Return all lines below containing the word "Process".

---

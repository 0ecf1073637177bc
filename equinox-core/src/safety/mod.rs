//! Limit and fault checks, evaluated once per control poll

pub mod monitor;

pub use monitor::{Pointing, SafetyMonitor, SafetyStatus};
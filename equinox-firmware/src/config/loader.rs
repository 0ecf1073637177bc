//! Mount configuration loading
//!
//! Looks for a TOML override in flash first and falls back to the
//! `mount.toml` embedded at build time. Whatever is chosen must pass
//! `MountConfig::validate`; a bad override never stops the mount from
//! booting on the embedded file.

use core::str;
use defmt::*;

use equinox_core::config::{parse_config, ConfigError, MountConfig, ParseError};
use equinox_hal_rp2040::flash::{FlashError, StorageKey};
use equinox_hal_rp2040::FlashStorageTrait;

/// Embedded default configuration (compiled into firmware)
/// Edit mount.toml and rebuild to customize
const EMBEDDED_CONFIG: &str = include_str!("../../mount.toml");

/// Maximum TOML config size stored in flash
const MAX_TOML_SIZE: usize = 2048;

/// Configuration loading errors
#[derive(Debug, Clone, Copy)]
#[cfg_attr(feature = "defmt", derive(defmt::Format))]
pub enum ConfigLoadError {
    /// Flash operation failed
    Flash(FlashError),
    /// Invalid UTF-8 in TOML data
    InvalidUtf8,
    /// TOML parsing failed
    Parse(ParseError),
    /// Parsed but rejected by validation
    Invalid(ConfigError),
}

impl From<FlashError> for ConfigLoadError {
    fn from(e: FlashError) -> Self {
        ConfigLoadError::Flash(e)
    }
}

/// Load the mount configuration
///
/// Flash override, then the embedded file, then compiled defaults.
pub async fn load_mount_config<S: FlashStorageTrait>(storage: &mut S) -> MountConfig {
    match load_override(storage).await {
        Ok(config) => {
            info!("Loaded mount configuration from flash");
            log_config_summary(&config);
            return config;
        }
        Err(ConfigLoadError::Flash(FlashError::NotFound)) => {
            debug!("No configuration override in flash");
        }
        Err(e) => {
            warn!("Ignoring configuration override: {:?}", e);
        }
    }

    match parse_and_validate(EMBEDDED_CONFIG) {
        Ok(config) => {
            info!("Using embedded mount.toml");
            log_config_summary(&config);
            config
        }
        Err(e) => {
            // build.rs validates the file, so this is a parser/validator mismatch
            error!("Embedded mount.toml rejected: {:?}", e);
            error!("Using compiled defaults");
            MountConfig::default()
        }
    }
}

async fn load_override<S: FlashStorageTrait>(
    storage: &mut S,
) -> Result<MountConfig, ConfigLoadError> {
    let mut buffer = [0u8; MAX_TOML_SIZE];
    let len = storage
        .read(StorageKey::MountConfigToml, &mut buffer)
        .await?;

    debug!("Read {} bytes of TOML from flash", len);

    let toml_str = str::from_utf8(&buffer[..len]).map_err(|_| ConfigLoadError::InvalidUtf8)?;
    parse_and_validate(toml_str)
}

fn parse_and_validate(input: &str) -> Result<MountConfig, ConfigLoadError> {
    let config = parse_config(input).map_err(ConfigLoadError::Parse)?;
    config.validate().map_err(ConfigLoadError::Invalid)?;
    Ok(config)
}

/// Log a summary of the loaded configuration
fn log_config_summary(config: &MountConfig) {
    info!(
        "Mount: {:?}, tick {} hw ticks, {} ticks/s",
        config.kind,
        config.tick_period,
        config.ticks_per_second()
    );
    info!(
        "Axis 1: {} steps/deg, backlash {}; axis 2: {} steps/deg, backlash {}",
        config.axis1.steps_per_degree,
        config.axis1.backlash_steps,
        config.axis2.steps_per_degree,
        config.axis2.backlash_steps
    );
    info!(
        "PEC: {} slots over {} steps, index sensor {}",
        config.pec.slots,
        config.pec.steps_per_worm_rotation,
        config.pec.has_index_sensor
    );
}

---

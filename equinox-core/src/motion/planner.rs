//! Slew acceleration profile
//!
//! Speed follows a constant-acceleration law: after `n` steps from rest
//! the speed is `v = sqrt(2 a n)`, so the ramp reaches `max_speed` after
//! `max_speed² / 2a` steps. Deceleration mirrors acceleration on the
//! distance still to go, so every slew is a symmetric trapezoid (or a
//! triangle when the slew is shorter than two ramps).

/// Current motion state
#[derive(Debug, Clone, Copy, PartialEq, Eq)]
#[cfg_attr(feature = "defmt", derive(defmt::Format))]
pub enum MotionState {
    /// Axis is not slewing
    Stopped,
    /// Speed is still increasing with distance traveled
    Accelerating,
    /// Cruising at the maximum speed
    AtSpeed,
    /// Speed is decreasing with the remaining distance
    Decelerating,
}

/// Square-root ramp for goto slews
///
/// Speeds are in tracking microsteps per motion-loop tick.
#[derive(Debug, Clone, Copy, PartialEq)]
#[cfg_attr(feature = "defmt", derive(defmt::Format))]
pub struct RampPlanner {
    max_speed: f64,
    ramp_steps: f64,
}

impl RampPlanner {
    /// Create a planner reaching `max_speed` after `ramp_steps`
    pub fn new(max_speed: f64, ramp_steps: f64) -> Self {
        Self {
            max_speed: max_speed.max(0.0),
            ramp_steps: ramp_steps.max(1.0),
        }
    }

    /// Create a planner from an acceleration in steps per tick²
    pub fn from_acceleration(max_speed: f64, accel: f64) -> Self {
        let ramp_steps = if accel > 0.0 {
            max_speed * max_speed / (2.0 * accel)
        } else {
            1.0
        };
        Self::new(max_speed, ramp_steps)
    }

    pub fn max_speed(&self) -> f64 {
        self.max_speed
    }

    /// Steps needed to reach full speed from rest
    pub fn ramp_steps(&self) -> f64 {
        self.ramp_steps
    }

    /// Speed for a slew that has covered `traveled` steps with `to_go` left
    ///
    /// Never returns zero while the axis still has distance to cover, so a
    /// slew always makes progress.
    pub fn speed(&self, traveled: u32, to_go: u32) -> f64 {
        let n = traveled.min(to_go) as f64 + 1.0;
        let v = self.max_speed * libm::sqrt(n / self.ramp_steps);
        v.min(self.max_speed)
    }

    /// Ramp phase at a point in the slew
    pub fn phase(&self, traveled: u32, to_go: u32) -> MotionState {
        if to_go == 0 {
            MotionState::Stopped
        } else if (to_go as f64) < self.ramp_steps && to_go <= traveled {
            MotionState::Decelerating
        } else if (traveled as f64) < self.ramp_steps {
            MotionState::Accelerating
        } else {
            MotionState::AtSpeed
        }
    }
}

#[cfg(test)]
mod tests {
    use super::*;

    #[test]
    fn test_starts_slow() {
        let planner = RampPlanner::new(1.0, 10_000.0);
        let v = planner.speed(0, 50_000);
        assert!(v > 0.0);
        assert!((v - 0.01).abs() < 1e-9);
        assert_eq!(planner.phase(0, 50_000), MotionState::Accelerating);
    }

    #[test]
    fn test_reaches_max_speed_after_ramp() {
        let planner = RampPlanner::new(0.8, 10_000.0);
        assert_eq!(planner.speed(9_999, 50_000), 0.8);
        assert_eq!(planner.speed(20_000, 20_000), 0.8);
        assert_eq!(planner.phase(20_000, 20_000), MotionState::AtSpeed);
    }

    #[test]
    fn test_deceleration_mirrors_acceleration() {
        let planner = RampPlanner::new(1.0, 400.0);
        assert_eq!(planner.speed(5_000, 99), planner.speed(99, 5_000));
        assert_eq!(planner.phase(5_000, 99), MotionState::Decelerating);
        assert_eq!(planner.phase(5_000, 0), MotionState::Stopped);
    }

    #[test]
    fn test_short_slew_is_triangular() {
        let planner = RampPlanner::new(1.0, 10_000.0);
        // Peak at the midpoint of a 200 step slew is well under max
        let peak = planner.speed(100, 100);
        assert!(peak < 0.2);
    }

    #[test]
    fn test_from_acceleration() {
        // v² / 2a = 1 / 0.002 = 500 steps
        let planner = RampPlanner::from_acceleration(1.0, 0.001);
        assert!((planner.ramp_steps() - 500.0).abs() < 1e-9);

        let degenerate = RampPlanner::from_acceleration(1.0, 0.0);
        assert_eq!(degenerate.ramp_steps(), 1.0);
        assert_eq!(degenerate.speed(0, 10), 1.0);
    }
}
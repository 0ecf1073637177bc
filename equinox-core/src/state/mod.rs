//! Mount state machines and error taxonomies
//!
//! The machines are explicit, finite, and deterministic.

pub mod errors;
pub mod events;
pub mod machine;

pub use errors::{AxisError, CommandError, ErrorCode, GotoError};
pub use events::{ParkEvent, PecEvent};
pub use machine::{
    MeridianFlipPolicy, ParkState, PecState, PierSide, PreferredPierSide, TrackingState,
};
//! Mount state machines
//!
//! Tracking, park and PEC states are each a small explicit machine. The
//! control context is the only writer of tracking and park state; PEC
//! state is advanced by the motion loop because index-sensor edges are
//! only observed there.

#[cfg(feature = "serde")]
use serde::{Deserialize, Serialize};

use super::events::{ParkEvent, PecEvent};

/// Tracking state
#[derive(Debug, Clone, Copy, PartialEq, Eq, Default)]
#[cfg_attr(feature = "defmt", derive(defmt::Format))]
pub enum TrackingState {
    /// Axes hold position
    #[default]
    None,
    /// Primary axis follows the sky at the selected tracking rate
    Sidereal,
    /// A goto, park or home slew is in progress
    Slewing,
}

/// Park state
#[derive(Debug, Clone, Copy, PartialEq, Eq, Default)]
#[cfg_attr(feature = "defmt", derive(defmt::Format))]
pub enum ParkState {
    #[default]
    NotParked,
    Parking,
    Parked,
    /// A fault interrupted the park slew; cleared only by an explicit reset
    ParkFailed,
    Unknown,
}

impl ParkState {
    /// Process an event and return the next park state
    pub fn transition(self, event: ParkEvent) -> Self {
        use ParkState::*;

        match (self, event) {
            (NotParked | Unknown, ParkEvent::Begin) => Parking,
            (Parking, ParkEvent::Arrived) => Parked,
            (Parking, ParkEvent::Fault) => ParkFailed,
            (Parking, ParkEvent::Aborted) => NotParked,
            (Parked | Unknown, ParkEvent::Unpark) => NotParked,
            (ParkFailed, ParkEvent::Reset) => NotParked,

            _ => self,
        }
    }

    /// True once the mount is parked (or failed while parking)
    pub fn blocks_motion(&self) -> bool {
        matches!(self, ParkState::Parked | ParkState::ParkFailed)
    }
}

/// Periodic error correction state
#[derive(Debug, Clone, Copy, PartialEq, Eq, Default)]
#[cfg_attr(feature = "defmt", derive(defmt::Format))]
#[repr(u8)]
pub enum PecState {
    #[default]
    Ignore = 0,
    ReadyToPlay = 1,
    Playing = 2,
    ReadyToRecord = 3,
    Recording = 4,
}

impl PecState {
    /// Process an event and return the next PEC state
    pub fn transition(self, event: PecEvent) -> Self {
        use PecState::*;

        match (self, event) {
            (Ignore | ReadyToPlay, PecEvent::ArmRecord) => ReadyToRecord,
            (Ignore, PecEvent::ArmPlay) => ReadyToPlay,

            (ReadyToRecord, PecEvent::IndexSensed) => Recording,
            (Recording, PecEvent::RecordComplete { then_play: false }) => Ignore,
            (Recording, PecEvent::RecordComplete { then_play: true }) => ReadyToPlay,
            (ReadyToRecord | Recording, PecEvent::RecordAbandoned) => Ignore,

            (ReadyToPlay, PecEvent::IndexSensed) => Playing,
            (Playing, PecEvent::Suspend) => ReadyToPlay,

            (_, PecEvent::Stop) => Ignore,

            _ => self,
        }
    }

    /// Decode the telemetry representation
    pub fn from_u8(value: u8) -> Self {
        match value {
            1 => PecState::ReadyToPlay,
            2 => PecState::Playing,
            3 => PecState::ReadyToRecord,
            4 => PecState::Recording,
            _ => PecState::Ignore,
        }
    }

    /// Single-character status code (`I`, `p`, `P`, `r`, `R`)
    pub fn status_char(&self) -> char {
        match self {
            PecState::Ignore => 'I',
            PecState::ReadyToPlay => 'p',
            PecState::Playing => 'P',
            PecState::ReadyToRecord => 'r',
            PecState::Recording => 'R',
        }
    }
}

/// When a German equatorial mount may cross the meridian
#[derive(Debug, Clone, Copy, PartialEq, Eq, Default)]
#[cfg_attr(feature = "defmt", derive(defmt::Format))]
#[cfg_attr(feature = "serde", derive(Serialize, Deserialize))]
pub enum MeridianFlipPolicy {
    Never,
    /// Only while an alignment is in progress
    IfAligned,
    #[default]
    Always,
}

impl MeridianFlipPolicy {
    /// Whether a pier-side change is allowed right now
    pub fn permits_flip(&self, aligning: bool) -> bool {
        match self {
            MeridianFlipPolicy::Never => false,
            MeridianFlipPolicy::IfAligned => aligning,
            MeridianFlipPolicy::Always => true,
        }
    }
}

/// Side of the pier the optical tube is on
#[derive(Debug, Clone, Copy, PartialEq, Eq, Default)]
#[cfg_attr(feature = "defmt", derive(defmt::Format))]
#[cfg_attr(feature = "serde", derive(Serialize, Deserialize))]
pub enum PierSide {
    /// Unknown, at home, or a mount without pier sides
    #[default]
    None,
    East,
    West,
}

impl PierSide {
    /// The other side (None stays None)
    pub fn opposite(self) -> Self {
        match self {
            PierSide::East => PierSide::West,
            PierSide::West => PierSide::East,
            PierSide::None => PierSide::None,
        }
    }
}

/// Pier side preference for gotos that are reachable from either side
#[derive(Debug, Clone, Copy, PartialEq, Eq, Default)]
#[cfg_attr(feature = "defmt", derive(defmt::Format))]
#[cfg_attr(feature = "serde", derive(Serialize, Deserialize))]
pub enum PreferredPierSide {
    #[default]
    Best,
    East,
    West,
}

---

--- Result of this task ---
    /// Process an event and return the next park state
    /// Process an event and return the next PEC state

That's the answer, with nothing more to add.